Why are Wi-Fi vendors that are more accustom to unwiring databases for corporate number-crunchers interested in your Fifty-Cent CD and that Finding Nemo DVD? Cisco, Intel and others see Wi-Fi as the link between the digital home and a search for untapped markets.
“Broadband connections can offer a whole lot more than just swifter data downloads and [thus] a brand new market for Wi-Fi-based entertainment services is developing,” said Ian Cox, author of a BWCS study entitled “Wi-Fi Home Networking — The Emerging Broadband Home.”
The report predicts by 2007 50 million homes in the United States, Europe and Asia will turn to Wi-Fi for home networks.
Chip making giant, Intel , already heavily investing in Wi-Fi, got the message. On January 7, the company announced plans to invest $200 million in the digital home.
People “want to wirelessly transfer MP3 files from a PC in the den so they can listen to them on their stereo in the family room; they want to view digital photos on their big-screen TV, or to watch video on handheld devices,” said Louis Burns, Intel vice president and general manager of the Desktop Platforms Group.
Intel’s Digital Home Fund follows a series of moves aimed at gaining leadership in the lucrative $1 billion Wi-Fi chip market. With Intel microchips inside 82% of desktop PCs, the chipmaker aims to replicate that success in the wireless sector.
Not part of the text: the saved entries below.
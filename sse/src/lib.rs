//! Server-Sent Events (SSE) infrastructure for the login event stream.
//!
//! This crate owns everything about an open stream except HTTP itself: the
//! subscriber registry that login events fan out through, the per-session
//! heartbeat timer, and the session lifecycle that ties the two together.
//!
//! # Architecture
//!
//! - **Registry keyed by connection**: every open session holds one entry in
//!   the `ConnectionRegistry`; a broadcast visits entries in registration
//!   order and writes only to each entry's own output channel.
//! - **Owned handles**: registration (`Subscription`) and the periodic timer
//!   (`Heartbeat`) are handles released on drop. A `StreamSession` owns both,
//!   so dropping a session can never leave a dangling subscriber or a running
//!   timer behind.
//! - **Explicit composition**: there is no global emitter. The server's
//!   composition root builds one `Manager` and hands it to the HTTP layer and
//!   to the `SseLoginEventHandler`; tests build their own.
//!
//! # Session lifecycle
//!
//! 1. `Manager::open_session` queues the retry directive, registers the
//!    session and starts its heartbeat. The session is `Open`.
//! 2. Login events published through `events::EventPublisher` reach the
//!    `SseLoginEventHandler`, which relays them to every open session.
//! 3. The heartbeat writes a time-of-day frame once per period and, when
//!    configured, publishes a fresh login event first.
//! 4. When the client goes away the HTTP body drops the session. The session
//!    passes through `Closing`, cancels the heartbeat, deregisters, and ends
//!    `Closed`. Calling `close` again does nothing.
//!
//! # Modules
//!
//! - `connection`: ConnectionRegistry and type-safe ConnectionId
//! - `heartbeat`: per-session periodic timer
//! - `login_event_handler`: bridge from published login events to sessions
//! - `manager`: entry point for opening sessions and relaying events
//! - `message`: frame types and their SSE rendering
//! - `session`: StreamSession state machine
//! - `subscription`: owned registry registration

pub mod connection;
pub mod heartbeat;
pub mod login_event_handler;
pub mod manager;
pub mod message;
pub mod session;
pub mod subscription;

pub use heartbeat::TickPublisher;
pub use login_event_handler::SseLoginEventHandler;
pub use manager::Manager;
pub use message::Frame;
pub use session::{SessionOptions, SessionState, StreamSession};
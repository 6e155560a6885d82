use crate::Manager;
use async_trait::async_trait;
use events::{EventHandler, LoginEvent};
use std::sync::Arc;

/// Relays published login events to every open SSE session.
///
/// Each session only ever receives the event on its own output; the manager's
/// registry performs the per-session fan-out.
pub struct SseLoginEventHandler {
    sse_manager: Arc<Manager>,
}

impl SseLoginEventHandler {
    pub fn new(sse_manager: Arc<Manager>) -> Self {
        Self { sse_manager }
    }
}

#[async_trait]
impl EventHandler for SseLoginEventHandler {
    async fn handle(&self, event: &LoginEvent) {
        self.sse_manager.broadcast_login(event);
    }
}

#[cfg(test)]
mod tests {
    use super::*;
    use crate::message::Frame;
    use crate::session::SessionOptions;
    use events::EventPublisher;

    #[tokio::test]
    async fn test_published_event_reaches_open_sessions() {
        let manager = Arc::new(Manager::new());
        let publisher =
            EventPublisher::new().with_handler(Arc::new(SseLoginEventHandler::new(manager.clone())));
        let mut first = manager.open_session(SessionOptions::default());
        let mut second = manager.open_session(SessionOptions::default());

        let event = LoginEvent::generate("Alexander");
        publisher.publish(event.clone()).await;

        for session in [&mut first, &mut second] {
            assert!(matches!(session.try_next_frame(), Some(Frame::Retry(_))));
            assert_eq!(session.try_next_frame(), Some(Frame::Login(event.clone())));
        }
    }
}
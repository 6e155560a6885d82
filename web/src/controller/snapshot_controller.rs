use crate::AppState;
use axum::extract::State;
use axum::http::StatusCode;
use axum::response::IntoResponse;
use axum::Json;
use events::local_time_of_day;
use log::*;
use serde::Serialize;

#[derive(Debug, Serialize)]
pub(crate) struct Snapshot {
    message: String,
    time: String,
}

/// GET a one-shot JSON message stamped with the server's local time of day.
pub async fn index(State(app_state): State<AppState>) -> impl IntoResponse {
    debug!("GET snapshot");

    let snapshot = Snapshot {
        message: app_state.config.snapshot_message.clone(),
        time: local_time_of_day(),
    };

    (StatusCode::OK, Json(snapshot))
}
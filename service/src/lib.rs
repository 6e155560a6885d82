//! Process-wide infrastructure shared by the server crates: command line and
//! environment configuration, and console logging.

pub mod config;
pub mod logging;

pub use config::Config;
pub use logging::Logger;
use crate::controller::{health_check_controller, snapshot_controller, stream_controller};
use crate::error::Error;
use crate::AppState;
use axum::{routing::get, Router};

pub fn define_routes(app_state: AppState) -> Router {
    Router::new()
        .merge(health_routes())
        .merge(snapshot_routes(app_state.clone()))
        .merge(stream_routes(app_state))
        .fallback(not_found)
}

fn health_routes() -> Router {
    Router::new().route("/health", get(health_check_controller::health_check))
}

fn snapshot_routes(app_state: AppState) -> Router {
    Router::new()
        .route("/", get(snapshot_controller::index))
        .with_state(app_state)
}

fn stream_routes(app_state: AppState) -> Router {
    Router::new()
        .route("/stream", get(stream_controller::stream))
        .with_state(app_state)
}

async fn not_found() -> Error {
    Error::not_found()
}
//! Resource assembly.
//!
//! Walks a resource tree depth-first, reconciling each resource's
//! property set and recursing into nested child resources. System
//! properties (`@`-prefixed names) pass through untouched. Properties
//! tagged `@geohash` get their grid index cells computed by the tiling
//! engine and attached as a derived `@geohash` system property.
//!
//! The resource model does not guarantee cycle-freedom, so the walk is
//! bounded by `AssembleConfig::max_depth` and rejects deeper input
//! instead of following it.

use crate::config::AssembleConfig;
use crate::error::{ModelError, Result};
use crate::model::{dedup_first_seen, Property, Resource, TAG_GEOHASH};
use crate::reconcile::{reconcile, GroupFailure};
use crate::tiling;

/// An assembled resource plus the per-group failures encountered while
/// reconciling it and its descendants.
#[derive(Debug)]
pub struct Assembled {
    /// The reconciled resource tree.
    pub resource: Resource,
    /// Failures collected across the whole walk; never aborts siblings.
    pub failures: Vec<GroupFailure>,
}

/// Reconcile a resource tree into its canonical view.
pub fn assemble(resource: Resource, config: &AssembleConfig) -> Result<Assembled> {
    let mut failures = Vec::new();
    let resource = assemble_at(resource, config, 0, &mut failures)?;
    Ok(Assembled { resource, failures })
}

fn assemble_at(
    mut resource: Resource,
    config: &AssembleConfig,
    depth: usize,
    failures: &mut Vec<GroupFailure>,
) -> Result<Resource> {
    if depth > config.max_depth {
        return Err(ModelError::DepthExceeded {
            max: config.max_depth,
        });
    }

    let (system, user): (Vec<Property>, Vec<Property>) = resource
        .properties
        .into_iter()
        .partition(|p| p.is_system());

    let outcome = reconcile(user);
    failures.extend(outcome.failures);
    let mut properties = outcome.properties;

    if let Some(index) = derive_index_cells(&properties, config, failures) {
        properties.push(index);
    }

    for property in &mut properties {
        let children = std::mem::take(&mut property.resources);
        let mut assembled = Vec::with_capacity(children.len());
        for child in children {
            assembled.push(assemble_at(child, config, depth + 1, failures)?);
        }
        property.resources = assembled;
    }

    resource.properties = system.into_iter().chain(properties).collect();
    Ok(resource)
}

/// Compute the derived `@geohash` property for geometry-bearing
/// properties that request index cells.
///
/// Tiling failures are collected per property, not propagated: a
/// geometry that cannot be tiled leaves the rest of the resource intact.
fn derive_index_cells(
    properties: &[Property],
    config: &AssembleConfig,
    failures: &mut Vec<GroupFailure>,
) -> Option<Property> {
    let mut cells: Vec<String> = Vec::new();
    for property in properties.iter().filter(|p| p.has_tag(TAG_GEOHASH)) {
        for value in &property.values {
            match tiling::tile(value, &config.tiling) {
                Ok(tiles) => cells.extend(tiles.into_iter().map(|t| t.code)),
                Err(error) => {
                    tracing::debug!(
                        property = %property.name,
                        error = %error,
                        "failed to derive index cells"
                    );
                    failures.push(GroupFailure {
                        name: property.name.clone(),
                        error,
                    });
                }
            }
        }
    }

    if cells.is_empty() {
        None
    } else {
        Some(
            Property::new(TAG_GEOHASH)
                .with_values(dedup_first_seen(cells))
                .with_tags([TAG_GEOHASH]),
        )
    }
}
//! Resource and property records.
//!
//! Properties are named, tagged, multi-valued attributes. Tags drive the
//! merge policy applied during reconciliation; values are raw text and may
//! encode geometry (under `@wkt`) or time-bounded states (under `@history`).
//!
//! Records are immutable inputs: the engines never mutate what they are
//! given and always construct fresh outputs.

use chrono::{DateTime, Utc};
use rustc_hash::FxHashSet;
use serde::{Deserialize, Serialize};

/// Merge sibling values into one property.
pub const TAG_UNION: &str = "@union";
/// Values are well-known-text geometry.
pub const TAG_WKT: &str = "@wkt";
/// Observations represent time-bounded states.
pub const TAG_HISTORY: &str = "@history";
/// Engine-assigned: at least one geometry in the group was healed.
pub const TAG_INVALID: &str = "@invalid";
/// Engine-assigned: first run of a history timeline.
pub const TAG_FIRST: &str = "@first";
/// Engine-assigned: last run of a history timeline.
pub const TAG_LAST: &str = "@last";
/// Property wants derived grid index cells attached at assembly.
pub const TAG_GEOHASH: &str = "@geohash";

/// Reserved sigil marking system/control properties (e.g. `@resourceId`).
pub const SYSTEM_SIGIL: char = '@';

/// A single property observation (or merged property).
#[derive(Debug, Clone, PartialEq, Eq, Hash, Serialize, Deserialize)]
pub struct Property {
    /// Name, unique within a reconciliation group.
    pub name: String,

    /// Raw textual values, ordered.
    #[serde(default)]
    pub values: Vec<String>,

    /// Merge/interpretation tags, first-seen order.
    #[serde(default)]
    pub tags: Vec<String>,

    /// Nested child resources referenced by this property.
    #[serde(default)]
    pub resources: Vec<Resource>,

    /// Interval start; only meaningful under `@history`. `None` = open-started.
    #[serde(default)]
    pub from: Option<DateTime<Utc>>,

    /// Interval end; only meaningful under `@history`. `None` = open-ended.
    #[serde(default)]
    pub thru: Option<DateTime<Utc>>,

    /// Provenance markers for the contributing source(s).
    #[serde(default)]
    pub sources: Vec<String>,
}

impl Property {
    /// Create an empty property with the given name.
    pub fn new(name: impl Into<String>) -> Self {
        Self {
            name: name.into(),
            values: Vec::new(),
            tags: Vec::new(),
            resources: Vec::new(),
            from: None,
            thru: None,
            sources: Vec::new(),
        }
    }

    /// Set values.
    pub fn with_values<I, S>(mut self, values: I) -> Self
    where
        I: IntoIterator<Item = S>,
        S: Into<String>,
    {
        self.values = values.into_iter().map(Into::into).collect();
        self
    }

    /// Set tags.
    pub fn with_tags<I, S>(mut self, tags: I) -> Self
    where
        I: IntoIterator<Item = S>,
        S: Into<String>,
    {
        self.tags = tags.into_iter().map(Into::into).collect();
        self
    }

    /// Set child resources.
    pub fn with_resources(mut self, resources: Vec<Resource>) -> Self {
        self.resources = resources;
        self
    }

    /// Set the temporal interval.
    pub fn with_interval(mut self, from: Option<DateTime<Utc>>, thru: Option<DateTime<Utc>>) -> Self {
        self.from = from;
        self.thru = thru;
        self
    }

    /// Set provenance sources.
    pub fn with_sources<I, S>(mut self, sources: I) -> Self
    where
        I: IntoIterator<Item = S>,
        S: Into<String>,
    {
        self.sources = sources.into_iter().map(Into::into).collect();
        self
    }

    /// Check whether this property carries the given tag.
    pub fn has_tag(&self, tag: &str) -> bool {
        self.tags.iter().any(|t| t == tag)
    }

    /// Whether this is a system/control property (`@`-prefixed name).
    pub fn is_system(&self) -> bool {
        self.name.starts_with(SYSTEM_SIGIL)
    }
}

/// An entity with descriptive fields and a property set.
///
/// Resources reference other resources through `Property::resources`,
/// forming a tree. Cycle-freedom is not guaranteed by the model; the
/// assembler bounds recursion depth instead.
#[derive(Debug, Clone, PartialEq, Eq, Hash, Serialize, Deserialize)]
pub struct Resource {
    /// Namespace/context the resource belongs to.
    pub context: String,

    /// Identifier, unique within the context.
    pub resource_id: String,

    #[serde(default)]
    pub types: Vec<String>,

    #[serde(default)]
    pub titles: Vec<String>,

    #[serde(default)]
    pub codes: Vec<String>,

    #[serde(default)]
    pub status: Vec<String>,

    #[serde(default)]
    pub tags: Vec<String>,

    #[serde(default)]
    pub properties: Vec<Property>,
}

impl Resource {
    /// Create an empty resource.
    pub fn new(context: impl Into<String>, resource_id: impl Into<String>) -> Self {
        Self {
            context: context.into(),
            resource_id: resource_id.into(),
            types: Vec::new(),
            titles: Vec::new(),
            codes: Vec::new(),
            status: Vec::new(),
            tags: Vec::new(),
            properties: Vec::new(),
        }
    }

    /// Set properties.
    pub fn with_properties(mut self, properties: Vec<Property>) -> Self {
        self.properties = properties;
        self
    }
}

/// Flatten items across observations, keeping the first occurrence of each.
///
/// Set semantics with first-seen order, so merged output is deterministic
/// and testable under input permutation.
pub(crate) fn dedup_first_seen<T, I>(items: I) -> Vec<T>
where
    T: std::hash::Hash + Eq + Clone,
    I: IntoIterator<Item = T>,
{
    let mut seen: FxHashSet<T> = FxHashSet::default();
    let mut out = Vec::new();
    for item in items {
        if seen.insert(item.clone()) {
            out.push(item);
        }
    }
    out
}
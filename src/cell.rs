//! Grid cell (geohash) codec.
//!
//! Thin wrapper over the geohash collaborator: encode a (lat, lon,
//! precision) triple to a cell code, decode a code back to its bounding
//! rectangle, and enumerate the sub-cells one precision level finer.
//!
//! Cell codes are ephemeral query results, never stored entities.
//! Decoding is injective and deterministic; precision = code length.

use crate::error::{ModelError, Result};
use geo_types::{Coord, Rect};

/// Geohash base32 alphabet. Appending one character yields the 32
/// sub-cells at the next precision level.
pub const BASE32: &[u8; 32] = b"0123456789bcdefghjkmnpqrstuvwxyz";

/// Encode a latitude/longitude to a cell code at the given precision.
pub fn encode(lat: f64, lon: f64, precision: usize) -> Result<String> {
    geohash::encode(Coord { x: lon, y: lat }, precision)
        .map_err(|e| ModelError::Cell(e.to_string()))
}

/// Bounding rectangle of a cell code (x = longitude, y = latitude).
pub fn bounding_box(code: &str) -> Result<Rect<f64>> {
    geohash::decode_bbox(code).map_err(|e| ModelError::Cell(e.to_string()))
}

/// Center point of a cell code as (lat, lon).
pub fn center(code: &str) -> Result<(f64, f64)> {
    let (coord, _, _) = geohash::decode(code).map_err(|e| ModelError::Cell(e.to_string()))?;
    Ok((coord.y, coord.x))
}

/// The 32 sub-cell codes one precision level finer.
pub fn subcells(code: &str) -> Vec<String> {
    BASE32
        .iter()
        .map(|c| {
            let mut child = String::with_capacity(code.len() + 1);
            child.push_str(code);
            child.push(*c as char);
            child
        })
        .collect()
}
Intel’s campaign to gain wireless leadership includes a $150 million investment in Wi-Fi startup companies, $300 million devoted to advertising its Pentium M with Centrino chipsets for laptops, and the upcoming Grantsdale chipset allowing Intel-based PCs to replace access point hardware.
While most home-networking has been limited to exchanging data or sharing Internet connections, consumers cite swapping media as the prime use for future home wireless networks.
“More and more consumers see the clear benefits of home networking. They’ll share pictures and music across multiple digital devices, and will integrate new-to-market products into their networks,” said NPD Group’s Stephen Baker. The research firm found 40% of consumers planning to install a home network in the next year would use it to share pictures, music and video. That’s up from 33% for current home-networks.
Wi-Fi will quickly displace Ethernet as the preferred standard for home networks. The survey indicates while 22% of current home networks use Ethernet, 40% of planned home networks will employ Wi-Fi.
“Nearly 80% of those not planning to install a home network cited lack of need while half noted that they didn’t have enough suitable products,” said Baker.
At the Consumer Electronics Show in Las Vegas, a number of wireless vendors — including Cisco’s Linksys subsidiary — were hawking gadgets making it easier to create home media networks.
This is only the tip of the convergence iceberg. PC companies, faced with the prospect of their wares’ plummeting prices and a future where their products become inexpensive commodities, see consumer electronics as the land of milk and honey. Consumer electronics folks, witnessing the trend toward home media networks, see the PC market — especially the wireless sector — as the glue binding all those DVD players, MP3 gadgets and the other toys of the media junkie. Now that’s entertainment.